- [Your objective] Read the records and gather each line that includes "ApplicationRunnerPtr".

- [Material for the task]
|---|
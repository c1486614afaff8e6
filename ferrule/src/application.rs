//! Core application framework functionality.

use crate::config::ApplicationConfig;
use crate::runner::ApplicationRunnerPtr;
use config::ConfigError;
use derive_more::Constructor;
use ferrule_di::error::{ErrorPtr, InjectorError, ResolutionError};
use ferrule_di::injector::{Injector, InjectorConfig};
use ferrule_di::resolver::TypedServiceResolver;
use itertools::Itertools;
use std::cmp::Reverse;
use thiserror::Error;
use tracing::info;
use tracing_subscriber::EnvFilter;

#[derive(Error, Debug)]
pub enum ApplicationError {
    #[error("Error loading configuration: {0}")]
    ConfigError(#[source] ConfigError),
    #[error("Error registering services: {0}")]
    ServiceError(#[source] InjectorError),
    #[error("Error retrieving runners: {0}")]
    RunnerInjectionError(#[source] ResolutionError),
    #[error("Runner error: {0}")]
    RunnerError(ErrorPtr),
}

/// Main entrypoint for the application. Runs [ApplicationRunners](crate::runner::ApplicationRunner)
/// provided to its [Injector] and shuts the container down afterwards.
#[derive(Constructor)]
pub struct Application {
    injector: Injector,
}

impl Application {
    /// Creates an application with a container configured from `config`. The config itself is
    /// provided as a service.
    pub fn from_config(config: &ApplicationConfig) -> Result<Self, ApplicationError> {
        let injector = Injector::with_config(&InjectorConfig {
            debug: config.debug,
        });

        injector
            .provide(config.clone())
            .map_err(ApplicationError::ServiceError)?;

        Ok(Self::new(injector))
    }

    /// The container to provide services to.
    #[inline]
    pub fn injector(&self) -> &Injector {
        &self.injector
    }

    /// Runs all runners by descending priority, stopping at the first error. The container is
    /// always shut down afterwards.
    pub fn run(&self) -> Result<(), ApplicationError> {
        let result = self.run_runners();

        info!("Shutting down services...");
        self.injector.shutdown();

        result
    }

    fn run_runners(&self) -> Result<(), ApplicationError> {
        info!("Searching for application runners...");

        let runners = self
            .injector
            .get_all::<ApplicationRunnerPtr>()
            .map_err(ApplicationError::RunnerInjectionError)?;

        info!("Running {} application runners...", runners.len());

        runners
            .into_iter()
            .sorted_by_key(|runner| Reverse(runner.priority()))
            .try_for_each(|runner| runner.run().map_err(ApplicationError::RunnerError))
    }
}

/// Installs a global `tracing` subscriber configured from the `RUST_LOG` environment variable.
/// Does nothing if a global subscriber is already installed.
pub fn install_tracing_logger() {
    let _ = tracing_subscriber::fmt()
        .with_env_filter(EnvFilter::from_default_env())
        .try_init();
}

/// Creates an [Application] configured from the environment, installing the tracing logger if
/// enabled in the config.
pub fn create_default() -> Result<Application, ApplicationError> {
    let config = ApplicationConfig::from_environment().map_err(ApplicationError::ConfigError)?;
    if config.install_tracing_logger {
        install_tracing_logger();
    }

    Application::from_config(&config)
}
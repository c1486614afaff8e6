//! Field binding descriptors, used by the container to inject dependencies into existing values.
//!
//! Any type which wants its fields to be filled by [Injector::prepare](crate::injector::Injector::prepare)
//! implements [Injectable], returning one [FieldBinding] per managed field. Fields without a
//! binding are never touched. With the `derive` feature, bindings are generated from `#[inject]`
//! attributes:
//!
//! ```
//! use ferrule_di::resolver::ServicePtr;
//! use ferrule_di::{capability, Injectable};
//!
//! #[capability]
//! trait Greeter {
//!     fn hello(&self, name: &str) -> String;
//! }
//!
//! #[derive(Injectable, Default)]
//! struct Controller {
//!     // mandatory dependency
//!     #[inject]
//!     greeter: Option<ServicePtr<dyn Greeter + Send + Sync>>,
//!     // missing dependency is not an error
//!     #[inject(optional)]
//!     fallback: Option<ServicePtr<dyn Greeter + Send + Sync>>,
//!     // select by type name suffix
//!     #[inject(name = "FormalGreeter")]
//!     formal: Option<ServicePtr<dyn Greeter + Send + Sync>>,
//!     // declared, but never injected
//!     #[inject(skip)]
//!     manual: Option<ServicePtr<dyn Greeter + Send + Sync>>,
//!     // not managed at all
//!     visits: u32,
//! }
//! ```
//!
//! ### Supported `#[inject]` modifiers
//!
//! * `optional` - leave the field untouched when no service satisfies its capability
//! * `skip` - never inject the field
//! * `name = "suffix"` - only consider services whose type name ends with given suffix
//!
//! Unnamed (tuple struct) fields are treated as embedded members and always skipped.

use crate::capability::CapabilityId;
use crate::error::InjectorError;
use crate::injector::Injector;
use crate::resolver::ServicePtr;
use derivative::Derivative;
use fxhash::FxHashSet;
use std::any::Any;
#[cfg(not(feature = "threadsafe"))]
use std::cell::OnceCell;
use std::str::FromStr;
#[cfg(feature = "threadsafe")]
use std::sync::OnceLock;

/// Types whose fields can be injected by the container.
pub trait Injectable: 'static {
    /// Returns field bindings for this type. Called on every injection pass.
    fn bindings() -> Bindings<Self>
    where
        Self: Sized;
}

/// Per-field injection modifiers, mirroring the comma-separated `#[inject(...)]` list.
#[derive(Clone, Default, Eq, PartialEq, Hash, Debug)]
pub struct FieldModifiers {
    /// Don't fail if the dependency cannot be resolved.
    pub optional: bool,
    /// Never inject the field.
    pub skip: bool,
    /// Only consider services whose type name ends with this value.
    pub name: Option<String>,
}

impl FromStr for FieldModifiers {
    type Err = InjectorError;

    /// Parses a modifier list, e.g. `optional,name=Primary`. Empty entries are ignored.
    fn from_str(value: &str) -> Result<Self, Self::Err> {
        let mut modifiers = FieldModifiers::default();
        for modifier in value.split(',').map(str::trim).filter(|m| !m.is_empty()) {
            match modifier.split_once('=') {
                Some((key, name)) if key.trim() == "name" => {
                    let name = name.trim().trim_matches('"');
                    if name.is_empty() {
                        return Err(InjectorError::Validation(
                            "empty name modifier".to_string(),
                        ));
                    }

                    modifiers.name = Some(name.to_string());
                }
                None if modifier == "optional" => modifiers.optional = true,
                None if modifier == "skip" => modifiers.skip = true,
                _ => {
                    return Err(InjectorError::Validation(format!(
                        "unrecognized field modifier: {modifier}"
                    )))
                }
            }
        }

        Ok(modifiers)
    }
}

/// A slot which can hold an injected dependency.
pub trait InjectedField: 'static {
    /// Capability requested for the slot.
    fn capability() -> CapabilityId;

    /// Checks if the slot can currently accept a value.
    fn is_assignable(&self) -> bool;

    /// Stores a resolved value, which should be a boxed `ServicePtr<Capability>`. Returns the value
    /// back if it's incompatible or the slot is not assignable.
    fn assign(&mut self, value: Box<dyn Any>) -> Result<(), Box<dyn Any>>;
}

impl<C: ?Sized + 'static> InjectedField for Option<ServicePtr<C>> {
    #[inline]
    fn capability() -> CapabilityId {
        CapabilityId::of::<C>()
    }

    #[inline]
    fn is_assignable(&self) -> bool {
        true
    }

    fn assign(&mut self, value: Box<dyn Any>) -> Result<(), Box<dyn Any>> {
        *self = Some(*value.downcast::<ServicePtr<C>>()?);
        Ok(())
    }
}

#[cfg(feature = "threadsafe")]
impl<C: ?Sized + 'static> InjectedField for OnceLock<ServicePtr<C>> {
    #[inline]
    fn capability() -> CapabilityId {
        CapabilityId::of::<C>()
    }

    #[inline]
    fn is_assignable(&self) -> bool {
        self.get().is_none()
    }

    fn assign(&mut self, value: Box<dyn Any>) -> Result<(), Box<dyn Any>> {
        let value = *value.downcast::<ServicePtr<C>>()?;
        self.set(value)
            .map_err(|value| Box::new(value) as Box<dyn Any>)
    }
}

#[cfg(not(feature = "threadsafe"))]
impl<C: ?Sized + 'static> InjectedField for OnceCell<ServicePtr<C>> {
    #[inline]
    fn capability() -> CapabilityId {
        CapabilityId::of::<C>()
    }

    #[inline]
    fn is_assignable(&self) -> bool {
        self.get().is_none()
    }

    fn assign(&mut self, value: Box<dyn Any>) -> Result<(), Box<dyn Any>> {
        let value = *value.downcast::<ServicePtr<C>>()?;
        self.set(value)
            .map_err(|value| Box::new(value) as Box<dyn Any>)
    }
}

impl InjectedField for Option<Injector> {
    #[inline]
    fn capability() -> CapabilityId {
        CapabilityId::of::<Injector>()
    }

    #[inline]
    fn is_assignable(&self) -> bool {
        true
    }

    fn assign(&mut self, value: Box<dyn Any>) -> Result<(), Box<dyn Any>> {
        *self = Some(*value.downcast::<Injector>()?);
        Ok(())
    }
}

trait FieldSlot<T> {
    fn capability(&self) -> CapabilityId;

    fn is_assignable(&self, target: &mut T) -> bool;

    fn assign(&self, target: &mut T, value: Box<dyn Any>) -> Result<(), Box<dyn Any>>;
}

struct FieldAccessor<T, F> {
    access: fn(&mut T) -> &mut F,
}

impl<T, F: InjectedField> FieldSlot<T> for FieldAccessor<T, F> {
    #[inline]
    fn capability(&self) -> CapabilityId {
        F::capability()
    }

    fn is_assignable(&self, target: &mut T) -> bool {
        (self.access)(target).is_assignable()
    }

    fn assign(&self, target: &mut T, value: Box<dyn Any>) -> Result<(), Box<dyn Any>> {
        (self.access)(target).assign(value)
    }
}

/// Binding of a single field of `T` to the capability it requests.
#[derive(Derivative)]
#[derivative(Debug(bound = ""))]
pub struct FieldBinding<T> {
    name: String,
    modifiers: FieldModifiers,
    embedded: bool,
    #[derivative(Debug = "ignore")]
    slot: Box<dyn FieldSlot<T>>,
}

impl<T: 'static> FieldBinding<T> {
    /// Creates a mandatory binding for the field returned by `access`.
    pub fn new<F: InjectedField>(name: impl Into<String>, access: fn(&mut T) -> &mut F) -> Self {
        Self {
            name: name.into(),
            modifiers: Default::default(),
            embedded: false,
            slot: Box::new(FieldAccessor { access }),
        }
    }

    /// Replaces all modifiers.
    pub fn with_modifiers(mut self, modifiers: FieldModifiers) -> Self {
        self.modifiers = modifiers;
        self
    }

    /// Marks the binding as optional.
    pub fn optional(mut self) -> Self {
        self.modifiers.optional = true;
        self
    }

    /// Marks the binding as skipped.
    pub fn skip(mut self) -> Self {
        self.modifiers.skip = true;
        self
    }

    /// Restricts resolution to services with type names ending with `name`.
    pub fn named(mut self, name: impl Into<String>) -> Self {
        self.modifiers.name = Some(name.into());
        self
    }

    /// Marks the binding as referring to an embedded (unnamed) member.
    pub fn embedded(mut self) -> Self {
        self.embedded = true;
        self
    }

    #[inline]
    pub fn name(&self) -> &str {
        &self.name
    }

    #[inline]
    pub fn modifiers(&self) -> &FieldModifiers {
        &self.modifiers
    }

    #[inline]
    pub fn is_embedded(&self) -> bool {
        self.embedded
    }

    #[inline]
    pub fn capability(&self) -> CapabilityId {
        self.slot.capability()
    }

    pub(crate) fn is_assignable(&self, target: &mut T) -> bool {
        self.slot.is_assignable(target)
    }

    pub(crate) fn assign(&self, target: &mut T, value: Box<dyn Any>) -> Result<(), Box<dyn Any>> {
        self.slot.assign(target, value)
    }
}

/// Ordered list of [FieldBinding]s for a type.
#[derive(Derivative)]
#[derivative(Debug(bound = ""), Default(bound = ""))]
pub struct Bindings<T> {
    fields: Vec<FieldBinding<T>>,
}

impl<T: 'static> Bindings<T> {
    pub fn new() -> Self {
        Self { fields: Vec::new() }
    }

    /// Appends a binding.
    pub fn with(mut self, binding: FieldBinding<T>) -> Self {
        self.fields.push(binding);
        self
    }

    /// Shorthand for adding a mandatory [FieldBinding].
    pub fn field<F: InjectedField>(
        self,
        name: impl Into<String>,
        access: fn(&mut T) -> &mut F,
    ) -> Self {
        self.with(FieldBinding::new(name, access))
    }

    #[inline]
    pub fn len(&self) -> usize {
        self.fields.len()
    }

    #[inline]
    pub fn is_empty(&self) -> bool {
        self.fields.is_empty()
    }

    pub fn iter(&self) -> impl Iterator<Item = &FieldBinding<T>> {
        self.fields.iter()
    }

    /// Checks that every binding has a unique, non-empty name.
    pub fn validate(&self) -> Result<(), InjectorError> {
        let mut names = FxHashSet::default();
        for binding in &self.fields {
            if binding.name.is_empty() {
                return Err(InjectorError::Validation(
                    "field binding without a name".to_string(),
                ));
            }

            if !names.insert(binding.name.as_str()) {
                return Err(InjectorError::Validation(format!(
                    "field '{}' is bound more than once",
                    binding.name
                )));
            }
        }

        Ok(())
    }
}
|---|
- [Worked solution]
use crate::runner::ApplicationRunnerPtr;
            .get_all::<ApplicationRunnerPtr>()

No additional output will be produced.